BRIEF
Beneath this task are records; print exactly the stretch of them from the line with "drives every transition" through the line with "fn dup(&self) ->", both ends included.

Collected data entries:

BEGIN

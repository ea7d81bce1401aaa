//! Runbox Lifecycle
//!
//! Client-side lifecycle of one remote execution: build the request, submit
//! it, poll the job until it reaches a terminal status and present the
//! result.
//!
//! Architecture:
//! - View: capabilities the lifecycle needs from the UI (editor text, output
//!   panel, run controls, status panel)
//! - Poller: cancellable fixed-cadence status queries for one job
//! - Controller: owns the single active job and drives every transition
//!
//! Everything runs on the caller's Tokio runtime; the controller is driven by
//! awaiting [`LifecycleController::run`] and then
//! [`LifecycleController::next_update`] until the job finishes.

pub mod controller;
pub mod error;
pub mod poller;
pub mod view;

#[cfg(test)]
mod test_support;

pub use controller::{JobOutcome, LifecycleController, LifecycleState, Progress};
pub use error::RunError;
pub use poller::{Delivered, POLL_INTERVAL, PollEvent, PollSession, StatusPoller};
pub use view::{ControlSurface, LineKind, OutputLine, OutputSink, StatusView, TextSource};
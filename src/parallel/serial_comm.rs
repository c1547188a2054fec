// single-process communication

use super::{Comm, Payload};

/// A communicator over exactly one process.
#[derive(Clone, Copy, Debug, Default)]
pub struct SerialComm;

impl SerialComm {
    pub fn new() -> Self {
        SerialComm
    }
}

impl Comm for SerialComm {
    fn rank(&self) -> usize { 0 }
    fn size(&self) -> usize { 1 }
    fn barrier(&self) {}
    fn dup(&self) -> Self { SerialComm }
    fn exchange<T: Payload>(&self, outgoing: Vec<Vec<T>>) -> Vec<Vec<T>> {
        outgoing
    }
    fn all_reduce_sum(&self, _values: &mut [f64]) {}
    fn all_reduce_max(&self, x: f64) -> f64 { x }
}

END
BEGIN

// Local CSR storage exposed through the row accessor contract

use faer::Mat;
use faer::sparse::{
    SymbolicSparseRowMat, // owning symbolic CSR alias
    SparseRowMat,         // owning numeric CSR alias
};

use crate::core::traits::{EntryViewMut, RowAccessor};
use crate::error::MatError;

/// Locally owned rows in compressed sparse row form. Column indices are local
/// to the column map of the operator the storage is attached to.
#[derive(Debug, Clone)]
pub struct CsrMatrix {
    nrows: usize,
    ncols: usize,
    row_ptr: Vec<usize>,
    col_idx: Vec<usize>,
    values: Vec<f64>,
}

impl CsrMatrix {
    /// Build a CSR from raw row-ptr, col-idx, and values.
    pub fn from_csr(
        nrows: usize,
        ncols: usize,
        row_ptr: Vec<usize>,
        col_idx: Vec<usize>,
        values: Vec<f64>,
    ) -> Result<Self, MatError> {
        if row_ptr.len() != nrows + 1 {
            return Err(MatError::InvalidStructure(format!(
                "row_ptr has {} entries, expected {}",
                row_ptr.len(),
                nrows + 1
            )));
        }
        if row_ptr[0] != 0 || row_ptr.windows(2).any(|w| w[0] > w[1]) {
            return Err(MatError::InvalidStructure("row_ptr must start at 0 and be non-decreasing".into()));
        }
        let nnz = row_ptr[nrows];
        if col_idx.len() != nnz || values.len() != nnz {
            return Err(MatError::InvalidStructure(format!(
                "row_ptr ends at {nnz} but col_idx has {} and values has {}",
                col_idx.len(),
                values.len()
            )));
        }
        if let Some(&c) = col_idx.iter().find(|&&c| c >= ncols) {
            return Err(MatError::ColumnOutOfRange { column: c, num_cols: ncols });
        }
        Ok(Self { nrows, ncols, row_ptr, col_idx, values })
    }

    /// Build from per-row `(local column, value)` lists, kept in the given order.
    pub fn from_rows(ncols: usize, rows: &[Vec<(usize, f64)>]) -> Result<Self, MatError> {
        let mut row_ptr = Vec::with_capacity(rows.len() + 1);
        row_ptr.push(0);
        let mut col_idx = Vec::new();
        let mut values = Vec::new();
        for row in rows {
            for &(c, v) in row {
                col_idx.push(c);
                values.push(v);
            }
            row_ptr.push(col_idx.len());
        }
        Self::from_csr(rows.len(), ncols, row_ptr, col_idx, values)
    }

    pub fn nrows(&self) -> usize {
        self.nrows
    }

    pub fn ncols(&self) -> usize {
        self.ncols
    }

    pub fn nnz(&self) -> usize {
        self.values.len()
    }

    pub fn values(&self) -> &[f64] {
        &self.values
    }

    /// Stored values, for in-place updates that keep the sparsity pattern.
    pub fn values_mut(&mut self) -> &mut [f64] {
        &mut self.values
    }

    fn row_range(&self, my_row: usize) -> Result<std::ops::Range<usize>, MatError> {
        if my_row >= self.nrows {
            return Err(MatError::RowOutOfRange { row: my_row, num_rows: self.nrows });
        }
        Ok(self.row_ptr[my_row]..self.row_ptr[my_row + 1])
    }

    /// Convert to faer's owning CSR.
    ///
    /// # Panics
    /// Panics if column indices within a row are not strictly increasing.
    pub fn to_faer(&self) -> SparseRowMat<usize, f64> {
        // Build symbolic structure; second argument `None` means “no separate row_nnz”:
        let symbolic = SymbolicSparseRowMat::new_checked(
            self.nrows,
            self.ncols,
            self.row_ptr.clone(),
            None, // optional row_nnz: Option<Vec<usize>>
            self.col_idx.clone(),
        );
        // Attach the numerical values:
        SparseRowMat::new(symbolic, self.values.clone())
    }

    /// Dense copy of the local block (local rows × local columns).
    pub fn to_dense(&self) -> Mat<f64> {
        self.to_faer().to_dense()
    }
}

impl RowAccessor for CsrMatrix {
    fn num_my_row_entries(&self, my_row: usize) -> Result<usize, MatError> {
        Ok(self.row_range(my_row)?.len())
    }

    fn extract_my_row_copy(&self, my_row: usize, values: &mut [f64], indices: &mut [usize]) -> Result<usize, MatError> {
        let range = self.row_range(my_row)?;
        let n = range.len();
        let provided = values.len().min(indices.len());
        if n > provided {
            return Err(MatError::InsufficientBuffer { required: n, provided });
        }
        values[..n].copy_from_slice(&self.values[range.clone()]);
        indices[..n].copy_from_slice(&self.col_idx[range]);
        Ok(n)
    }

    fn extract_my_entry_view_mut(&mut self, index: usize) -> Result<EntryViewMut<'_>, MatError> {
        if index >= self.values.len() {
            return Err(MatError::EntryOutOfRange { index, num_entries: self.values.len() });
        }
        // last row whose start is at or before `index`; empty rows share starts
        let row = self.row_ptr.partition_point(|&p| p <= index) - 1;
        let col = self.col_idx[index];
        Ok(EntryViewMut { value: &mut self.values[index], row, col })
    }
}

END

RESULT OF THE EXERCISE
//! - Controller: owns the single active job and drives every transition
//!
//! Everything runs on the caller's Tokio runtime; the controller is driven by
//! awaiting [`LifecycleController::run`] and then
//! [`LifecycleController::next_update`] until the job finishes.

pub mod controller;
pub mod error;
pub mod poller;
pub mod view;

#[cfg(test)]
mod test_support;

pub use controller::{JobOutcome, LifecycleController, LifecycleState, Progress};
pub use error::RunError;
pub use poller::{Delivered, POLL_INTERVAL, PollEvent, PollSession, StatusPoller};
pub use view::{ControlSurface, LineKind, OutputLine, OutputSink, StatusView, TextSource};
filename src/parallel/serial_comm.rs
repository c1547188a2054fec
// single-process communication

use super::{Comm, Payload};

/// A communicator over exactly one process.
#[derive(Clone, Copy, Debug, Default)]
pub struct SerialComm;

impl SerialComm {
    pub fn new() -> Self {
        SerialComm
    }
}

impl Comm for SerialComm {
    fn rank(&self) -> usize { 0 }
    fn size(&self) -> usize { 1 }
    fn barrier(&self) {}
    fn dup(&self) -> Self { SerialComm }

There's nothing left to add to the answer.